While the absolute roster-must of a second-line centre now gets pushed to the summer, it was also learned this trading deadline that Hughes has changed gears and the selling for picks is finished. What is beginning is the Canadiens pushing for a playoff spot.
On the block as unrestricted free agents were David Savard, Christian Dvorak, and Joel Armia. All three remained with the Canadiens as management sent the message to the players that they believed that they had enough to make the playoffs.
When a team does nothing to improve its club at the trading deadline, that is usually a step back, because their competitors have made moves. However, on this deadline Montreal is fighting with seven clubs for the final playoff spots and none of them went to work aggressively.
Columbus and the Rangers were essentially idle, so no worries for the Canadiens there. The Islanders weakened their club, trading away Brock Nelson. The Red Wings made only small moves. The Bruins basically gave up on the playoffs, moving Brandon Carlo and Brad Marchant. The Senators didn’t improve their club moving Josh Norris for a struggling Dylan Cozens. The Flyers weakened their roster selling Scott Loughton.
It may even have occurred to Hughes that he has the hottest team, and if the others aren’t going to load up, then he has the advantage. There are 20 games left and anything can happen. No one can predict who has the inside track here at all to grab these two wild card spots, but it sure helps that no other team was famished for success, trading away future to acquire present.

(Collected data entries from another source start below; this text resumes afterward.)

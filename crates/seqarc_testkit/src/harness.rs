//! Model-checking harness for regions.
//!
//! Every edit is applied both to a real [`Region`] over an in-memory
//! [`Archive`] and to a plain `Vec<u8>`; [`RegionHarness::verify`] checks the
//! two agree and that the segment layout is packed.

use crate::generators::EditOperation;
use seqarc_core::{Archive, BackingStore, CompressionConfig, Region};
use std::ops::{Bound, Range};

/// Resolves a range the way regions do, for the model side.
///
/// Negative bounds count from the end, bounds are clamped to `[0, size]`,
/// and an end before the start yields an empty range at the start.
#[must_use]
pub fn model_range(start: Bound<i64>, end: Bound<i64>, size: usize) -> Range<usize> {
    let size = size as i64;
    let norm = |v: i64| if v < 0 { (v + size).max(0) } else { v.min(size) };

    let s = match start {
        Bound::Included(v) => norm(v),
        Bound::Excluded(v) => norm(v + 1),
        Bound::Unbounded => 0,
    };
    let e = match end {
        Bound::Included(v) => (norm(v) + 1).min(size),
        Bound::Excluded(v) => norm(v),
        Bound::Unbounded => size,
    };

    s as usize..e.max(s) as usize
}

/// A region paired with a reference model.
pub struct RegionHarness {
    /// Region under test.
    pub region: Region,
    /// Store backing the region.
    pub store: Archive,
    /// Expected content.
    pub model: Vec<u8>,
}

impl RegionHarness {
    /// Creates a harness holding `content`.
    pub fn new(name: &str, capacity: usize, content: &[u8]) -> Self {
        Self {
            region: Region::from_content(None, name, capacity, content)
                .expect("Failed to create region"),
            store: Archive::in_memory(),
            model: content.to_vec(),
        }
    }

    /// Applies one edit to both sides.
    pub fn apply(&mut self, op: &EditOperation) {
        let store = &mut self.store;
        match op {
            EditOperation::Write { data, start, end } => {
                let end = end.map_or(Bound::Unbounded, Bound::Excluded);
                let range = (Bound::Included(*start), end);
                self.region
                    .write(store, data, range)
                    .expect("write failed");
                let local = model_range(range.0, range.1, self.model.len());
                self.model.splice(local, data.iter().copied());
            }
            EditOperation::Append { data } => {
                self.region.append(store, data).expect("append failed");
                self.model.extend_from_slice(data);
            }
            EditOperation::Prepend { data } => {
                self.region.prepend(store, data).expect("prepend failed");
                self.model.splice(0..0, data.iter().copied());
            }
            EditOperation::Clear { start, end } => {
                self.region
                    .clear(store, *start..*end)
                    .expect("clear failed");
                let local = model_range(
                    Bound::Included(*start),
                    Bound::Excluded(*end),
                    self.model.len(),
                );
                self.model.drain(local);
            }
            EditOperation::SetCapacity { capacity } => {
                self.region
                    .set_capacity(store, *capacity)
                    .expect("set_capacity failed");
            }
            EditOperation::Persist => {
                self.region
                    .persist_all(store, &CompressionConfig::default())
                    .expect("persist failed");
            }
        }
    }

    /// Checks content, size and layout against the model.
    ///
    /// # Panics
    ///
    /// Panics with a description of the first mismatch.
    pub fn verify(&self) {
        let content = self.region.read_all(&self.store).expect("read failed");
        assert_eq!(content, self.model, "region content diverged from model");
        assert_eq!(self.region.size(), self.model.len(), "size mismatch");

        let sizes = self.region.segment_sizes();
        let capacity = self.region.capacity();
        if let Some((last, rest)) = sizes.split_last() {
            assert!(
                rest.iter().all(|&s| s == capacity),
                "non-final segment not full: {sizes:?} (capacity {capacity})"
            );
            assert!(*last > 0, "trailing empty segment: {sizes:?}");
        }

        let mut stored: Vec<&str> = self
            .region
            .segments()
            .iter()
            .filter(|s| s.has_entry())
            .map(|s| s.key())
            .collect();
        stored.sort_unstable();
        let live = self.store.keys();
        assert_eq!(
            stored, live,
            "archive entries do not match segments holding entries"
        );
        assert!(self
            .region
            .segments()
            .iter()
            .filter(|s| !s.is_resident())
            .all(|s| s.has_entry()));
    }
}
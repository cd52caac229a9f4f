//! # SeqArc Storage
//!
//! The byte layer underneath a SeqArc archive file.
//!
//! A backend is an **opaque, append-only byte log**. It knows nothing about
//! archive records, segment keys or compression; `seqarc_core` frames and
//! indexes everything it writes here.
//!
//! ## Operations
//!
//! - `append` bytes at the end and learn their offset
//! - `read_at` any previously appended range
//! - `truncate` a torn tail after a crash
//! - `replace` the whole log atomically (used by archive compaction)
//!
//! ## Available Backends
//!
//! - [`InMemoryBackend`] - For tests and throwaway catalogs
//! - [`FileBackend`] - A single file on disk
//!
//! ## Example
//!
//! ```rust
//! use seqarc_storage::{StorageBackend, InMemoryBackend};
//!
//! let mut backend = InMemoryBackend::new();
//! let offset = backend.append(b"chunk bytes").unwrap();
//! assert_eq!(backend.read_at(offset, 5).unwrap(), b"chunk");
//! ```

#![deny(unsafe_code)]
#![warn(missing_docs)]

mod backend;
mod error;
mod file;
mod memory;

pub use backend::StorageBackend;
pub use error::{StorageError, StorageResult};
pub use file::FileBackend;
pub use memory::InMemoryBackend;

For next season, the best prospect that the Canadiens have had this century arrives in Demidov. He will improve the second line wing. If Hughes can find him a reliable 200-foot centre to play with, Montreal will improve another five to 10 points in the standings.
The Canadiens first line is top-10, the third line is mid-tier, and the fourth line is the second best in hockey. The second line is bottom five in the league. It is responsible for almost the entire differential of minus 23 this season.
If that enormous weakness gets resolved, the differential of minus 23 turns into a plus 10, and a plus 10 is a playoff spot. Hughes has essentially only one job left to do before next October, and that’s find a 2C who is ready to ignite Demidov and Laine to make a complete hockey club. The arrival of more prospects like Reinbacher and Hage solidifies the rebuild even more successfully.
The objectives have been met this season. They’re in the mix, and they are playing meaningful games. It is a couple months into year four of the rebuild and it’s going splendidly.
Montreal has a massive number of top draft picks and outstanding prospects to come, and they are already competitive. Just that 2C hole to fill, and it’s all systems go.